Thin section of an olivine mineral. Olivine is one of the main constituents of the upper mantle.

Conventional field, petrological and mineralogical studies of igneous and metamorphic rocks need to be supplemented by major and trace element geochemistry and by isotope tracer studies (see Geochemistry and Geochronology subsections) to provide an adequate chemical description of the rocks.
With these additional geochemical data, it is possible to characterize the geochemistry of the tectonic setting in which the granitic and volcanic rocks were formed. It is particularly important to capitalize on exposures of lower crustal rocks by undertaking petrological and geochemical studies to elucidate lower crustal petrogenesis (i.e., the processes by which rocks in the lower crust formed).
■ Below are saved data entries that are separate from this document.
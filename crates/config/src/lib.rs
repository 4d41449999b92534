//! Configuration utilities for Whymail applications
//!
//! Resolves paths inside the shared Whymail config directory
//! (~/.config/whymail/) and reads/writes JSON config files there.
//! Saves go through a sibling temp file and a rename, so an interrupted
//! write never leaves a truncated config file behind.

use anyhow::{Context, Result};
use serde::Serialize;
use serde::de::DeserializeOwned;
use std::path::{Path, PathBuf};

/// Get the Whymail config directory (~/.config/whymail/)
pub fn config_dir() -> Option<PathBuf> {
    dirs::config_dir().map(|p| p.join("whymail"))
}

/// Get the path to a config file within the Whymail config directory
pub fn config_path(filename: &str) -> Option<PathBuf> {
    config_dir().map(|p| p.join(filename))
}

/// Check if a config file exists in the Whymail config directory
pub fn config_exists(filename: &str) -> bool {
    config_path(filename).is_some_and(|p| p.exists())
}

/// Ensure the Whymail config directory exists, creating it if needed
pub fn ensure_config_dir() -> Result<PathBuf> {
    let dir = config_dir().context("Could not determine config directory")?;
    std::fs::create_dir_all(&dir)
        .with_context(|| format!("Failed to create config directory: {}", dir.display()))?;
    Ok(dir)
}

/// Load and parse a JSON config file from the Whymail config directory
pub fn load_json<T: DeserializeOwned>(filename: &str) -> Result<T> {
    let path = config_path(filename).context("Could not determine config directory")?;
    load_json_file(&path)
}

/// Load and parse a JSON file from an arbitrary path
pub fn load_json_file<T: DeserializeOwned>(path: &Path) -> Result<T> {
    let content = std::fs::read_to_string(path)
        .with_context(|| format!("Failed to read config file: {}", path.display()))?;
    serde_json::from_str(&content)
        .with_context(|| format!("Failed to parse config file: {}", path.display()))
}

/// Save a value as JSON to a config file in the Whymail config directory
pub fn save_json<T: Serialize>(filename: &str, value: &T) -> Result<()> {
    let dir = ensure_config_dir()?;
    save_json_file(&dir.join(filename), value)
}

/// Save a value as pretty-printed JSON to an arbitrary path.
///
/// The content lands in a sibling `.tmp` file first and is renamed into
/// place, so concurrent readers never observe a partial write.
pub fn save_json_file<T: Serialize>(path: &Path, value: &T) -> Result<()> {
    let content = serde_json::to_string_pretty(value)?;
    let tmp = path.with_extension("tmp");
    std::fs::write(&tmp, content)
        .with_context(|| format!("Failed to write config file: {}", tmp.display()))?;
    std::fs::rename(&tmp, path)
        .with_context(|| format!("Failed to replace config file: {}", path.display()))?;
    Ok(())
}

#[cfg(test)]
mod tests {
    use super::*;
    use serde::Deserialize;
    use tempfile::TempDir;

    #[derive(Debug, PartialEq, Serialize, Deserialize)]
    struct Sample {
        name: String,
        count: u32,
    }

    #[test]
    fn test_config_dir() {
        let dir = config_dir();
        assert!(dir.is_some());
        assert!(dir.unwrap().ends_with("whymail"));
    }

    #[test]
    fn test_config_path() {
        let path = config_path("test.json");
        assert!(path.is_some());
        assert!(path.unwrap().ends_with("whymail/test.json"));
    }

    #[test]
    fn test_save_and_load_roundtrip() {
        let dir = TempDir::new().unwrap();
        let path = dir.path().join("sample.json");

        let value = Sample {
            name: "inbox".to_string(),
            count: 3,
        };
        save_json_file(&path, &value).unwrap();

        let loaded: Sample = load_json_file(&path).unwrap();
        assert_eq!(loaded, value);

        // The temp file used during the write must be gone
        assert!(!path.with_extension("tmp").exists());
    }

    #[test]
    fn test_load_missing_file_errors() {
        let dir = TempDir::new().unwrap();
        let result: Result<Sample> = load_json_file(&dir.path().join("absent.json"));
        assert!(result.is_err());
    }

    #[test]
    fn test_load_malformed_file_errors() {
        let dir = TempDir::new().unwrap();
        let path = dir.path().join("bad.json");
        std::fs::write(&path, "{ not json").unwrap();

        let result: Result<Sample> = load_json_file(&path);
        assert!(result.is_err());
    }
}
Pressure and temperature data from metamorphic mineral assemblages and their fluid inclusions are being used to estimate rates of uplift and erosion. This may be achieved by comparing P-T (pressure-temperature) data for the time the rocks were originally metamorphosed with P-T data for the time the same rocks were known to be at a higher crustal level (calibrated, for example, from the time when subsequent granitic plutons or basic dykes intruded them) and finally from the time the rocks were brought to the surface and made available to erosion. Complicated? You bet! But, this kind of information not only reveals the rate at which crustal thickening and subsequent uplift took place but also suggests further lines of inquiry regarding the subsidence histories of sedimentary basins which received the products of erosion related to the uplift of the metamorphic terranes.